The recent deadly freezing of the orange groves of Florida makes it uncertain whether the cultivation of the orange can again be successful in the counties where during this generation it has been very profitable.

Travellers visiting Iceland say that the old accounts of its prosperity seem strange to those who now visit its shores; and it is narrated in the Sagas that in early times sheep could shift for themselves during winter, and that there were large forests and that corn ripened. Several years ago a correspondent of the Spectator, writing from Northern Russia where the Volga is locked with ice for six months in the year, stated that “the people were beginning to show increased resentment at the climate, and that there was reason to believe that the northern government of Russia would be abandoned to the desert. The people silently glide south by the tens of thousands every year, so the life of Russia was concentrating in the south.”

It is now the opinion of travellers in arctic lands that the inhabitants of the Esquimaux regions are decreasing, as are also the inhabitants of Northern Siberia.

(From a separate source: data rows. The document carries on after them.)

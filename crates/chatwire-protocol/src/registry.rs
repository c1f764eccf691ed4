//! Packet registry: the table that turns wire tags back into typed packets.
//!
//! The registry replaces the original system's process-global packet
//! builder with an explicit value: it is constructed once during startup
//! (before any socket is opened), handed by reference to whoever encodes
//! or decodes, and never mutated afterward.
//!
//! Tags are assigned by registration order. Both peers must register the
//! same variants in the same order; [`PacketRegistry::with_defaults`] is
//! the reference assignment (Chat = 0, AuthRequest = 1, AuthResponse = 2)
//! and the one both shipped binaries use.

use std::collections::HashMap;

use crate::codec::{ByteReader, ByteWriter};
use crate::types::{Packet, PacketKind};
use crate::ProtocolError;

/// Decodes one variant's body from a reader positioned just past the tag.
pub type BodyDecoder = fn(&mut ByteReader<'_>) -> Result<Packet, ProtocolError>;

/// Maps wire tags to packet variants and back.
///
/// Read-only after construction; share it with `&PacketRegistry`, or
/// clone it when a task needs ownership (cloning copies two small maps).
#[derive(Debug, Clone)]
pub struct PacketRegistry {
    decoders: HashMap<u16, BodyDecoder>,
    tags: HashMap<PacketKind, u16>,
    next_tag: u16,
}

impl PacketRegistry {
    /// Creates an empty registry. Most callers want
    /// [`with_defaults`](Self::with_defaults) instead.
    pub fn new() -> Self {
        Self {
            decoders: HashMap::new(),
            tags: HashMap::new(),
            next_tag: 0,
        }
    }

    /// Creates the reference registry: Chat, AuthRequest, AuthResponse,
    /// in that order, yielding tags 0, 1 and 2.
    pub fn with_defaults() -> Self {
        let mut registry = Self::new();
        registry.register(PacketKind::Chat, Packet::decode_chat);
        registry.register(PacketKind::AuthRequest, Packet::decode_auth_request);
        registry.register(PacketKind::AuthResponse, Packet::decode_auth_response);
        registry
    }

    /// Registers a variant and returns the tag it was assigned.
    ///
    /// # Panics
    ///
    /// Panics if the variant is already registered. Registration happens
    /// once at startup; a duplicate is a programming error and must fail
    /// fast rather than silently remap a tag.
    pub fn register(&mut self, kind: PacketKind, decoder: BodyDecoder) -> u16 {
        assert!(
            !self.tags.contains_key(&kind),
            "packet kind {kind} registered twice"
        );
        let tag = self.next_tag;
        self.next_tag += 1;
        self.tags.insert(kind, tag);
        self.decoders.insert(tag, decoder);
        tag
    }

    /// Returns the wire tag for a variant, if registered.
    pub fn tag_of(&self, kind: PacketKind) -> Option<u16> {
        self.tags.get(&kind).copied()
    }

    /// Number of registered variants.
    pub fn len(&self) -> usize {
        self.tags.len()
    }

    /// Returns `true` if no variants are registered.
    pub fn is_empty(&self) -> bool {
        self.tags.is_empty()
    }

    /// Encodes a packet: tag first, then the variant body.
    ///
    /// # Errors
    ///
    /// Returns [`ProtocolError::Unregistered`] if the packet's variant was
    /// never registered (only possible with a hand-built partial registry).
    pub fn encode(&self, packet: &Packet) -> Result<Vec<u8>, ProtocolError> {
        let kind = packet.kind();
        let tag = self
            .tag_of(kind)
            .ok_or(ProtocolError::Unregistered(kind))?;
        let mut w = ByteWriter::new();
        w.put_u16(tag);
        packet.encode_body(&mut w);
        Ok(w.into_bytes())
    }

    /// Decodes a packet: reads the tag, dispatches to the registered body
    /// decoder, and requires the body to consume the buffer exactly.
    ///
    /// # Errors
    ///
    /// - [`ProtocolError::UnknownType`] — the tag has no registered variant.
    /// - [`ProtocolError::MalformedPacket`] — the buffer is exhausted
    ///   before a field completes, or bytes trail the decoded body.
    pub fn decode(&self, bytes: &[u8]) -> Result<Packet, ProtocolError> {
        let mut r = ByteReader::new(bytes);
        let tag = r.read_u16()?;
        let decoder = self
            .decoders
            .get(&tag)
            .ok_or(ProtocolError::UnknownType(tag))?;
        let packet = decoder(&mut r)?;
        r.finish()?;
        Ok(packet)
    }
}

impl Default for PacketRegistry {
    fn default() -> Self {
        Self::with_defaults()
    }
}

// =========================================================================
// Tests
// =========================================================================
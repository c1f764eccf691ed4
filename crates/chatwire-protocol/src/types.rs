//! Packet types: the typed units of communication between client and server.
//!
//! Every message on the wire is one [`Packet`] variant. The source that
//! chatwire descends from modeled these as an open class hierarchy with
//! virtual serialize/deserialize; here the set is closed, so a plain enum
//! carries the payloads and a registry table (see
//! [`registry`](crate::registry)) maps wire tags to body decoders.
//!
//! A packet is immutable once constructed for sending and freshly
//! allocated when decoded.

use std::fmt;

use crate::codec::{ByteReader, ByteWriter};
use crate::ProtocolError;

// ---------------------------------------------------------------------------
// PacketKind
// ---------------------------------------------------------------------------

/// Discriminates packet variants without carrying their payloads.
///
/// Used as the registry key when mapping a variant to its wire tag.
#[derive(Debug, Clone, Copy, PartialEq, Eq, Hash)]
pub enum PacketKind {
    /// A line of chat text.
    Chat,
    /// The client's nickname claim.
    AuthRequest,
    /// The server's verdict on a nickname claim.
    AuthResponse,
}

impl fmt::Display for PacketKind {
    fn fmt(&self, f: &mut fmt::Formatter<'_>) -> fmt::Result {
        let name = match self {
            Self::Chat => "Chat",
            Self::AuthRequest => "AuthRequest",
            Self::AuthResponse => "AuthResponse",
        };
        f.write_str(name)
    }
}

// ---------------------------------------------------------------------------
// Packet
// ---------------------------------------------------------------------------

/// One self-describing unit of protocol data.
///
/// Body layouts (the tag itself is written by the registry, before the
/// body, in the variant's registration order):
///
/// ```text
/// Chat         := text:string
/// AuthRequest  := username:string
/// AuthResponse := success:bool | message:string
/// ```
#[derive(Debug, Clone, PartialEq, Eq)]
pub enum Packet {
    /// A chat line. Server-bound packets carry the raw user text;
    /// client-bound packets carry the relayed `"<nick>: <text>"` form.
    Chat { text: String },

    /// Client → Server: "I would like to be known as `username`."
    /// The first — and only — legal packet on an unauthenticated
    /// connection.
    AuthRequest { username: String },

    /// Server → Client: verdict on an [`AuthRequest`](Self::AuthRequest).
    /// On success `message` echoes the granted nickname; on failure it
    /// carries a machine-readable reason such as `NickInUse:<nick>`.
    AuthResponse { success: bool, message: String },
}

impl Packet {
    /// Returns which variant this packet is.
    pub fn kind(&self) -> PacketKind {
        match self {
            Self::Chat { .. } => PacketKind::Chat,
            Self::AuthRequest { .. } => PacketKind::AuthRequest,
            Self::AuthResponse { .. } => PacketKind::AuthResponse,
        }
    }

    /// Writes this variant's fields, in declared order, to `w`.
    ///
    /// The wire tag is not written here; the registry owns tag
    /// assignment and prepends it.
    pub fn encode_body(&self, w: &mut ByteWriter) {
        match self {
            Self::Chat { text } => {
                w.put_string(text);
            }
            Self::AuthRequest { username } => {
                w.put_string(username);
            }
            Self::AuthResponse { success, message } => {
                w.put_bool(*success);
                w.put_string(message);
            }
        }
    }

    /// Decodes a [`Packet::Chat`] body.
    pub fn decode_chat(r: &mut ByteReader<'_>) -> Result<Packet, ProtocolError> {
        let text = r.read_string()?;
        Ok(Packet::Chat { text })
    }

    /// Decodes a [`Packet::AuthRequest`] body.
    pub fn decode_auth_request(
        r: &mut ByteReader<'_>,
    ) -> Result<Packet, ProtocolError> {
        let username = r.read_string()?;
        Ok(Packet::AuthRequest { username })
    }

    /// Decodes a [`Packet::AuthResponse`] body. Field order matches
    /// `encode_body`: success flag first, then the message.
    pub fn decode_auth_response(
        r: &mut ByteReader<'_>,
    ) -> Result<Packet, ProtocolError> {
        let success = r.read_bool()?;
        let message = r.read_string()?;
        Ok(Packet::AuthResponse { success, message })
    }
}

// =========================================================================
// Tests
// =========================================================================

A writer in the North China Herald, of Shanghai, says that “the climate of Asia is becoming colder than it formerly was, and its tropical animals and plants are retreating southward at a slow rate. In the time of Confucius elephants were in use on the Yangtse River. A hundred and fifty years after this Mencius speaks of the tiger, the leopard, the rhinoceros, and the elephant as being in many parts of China.

“It is also said that the ferocious alligator, that formerly infested the rivers of South China, has retreated southward.

“The flora of the country is also affected by the increasing coldness of the climate. The bamboo is not found in the forests of North China, where it grew naturally two thousand years ago, but is still grown in Pekin, with the aid of good shelter, as a sort of garden plant only.”

A letter from Hong Kong, published in the London Standard, reports that on the 15th of January, 1893, the temperature of Hong Kong, a tropical seaport of China, was below freezing for three days, and was colder than ever before known. The rocks and also vegetation were covered with a coating of ice. The thermometer at times stood at 23° and 26° Fahrenheit.

I have previously explained how the slow increasing coldness of the northern temperate zone is also being carried out in the southern hemisphere. The meteorological records for the lofty table lands of Ecuador, although very incomplete, furnish strong evidence to show that the mean temperature of that region is gradually lowering.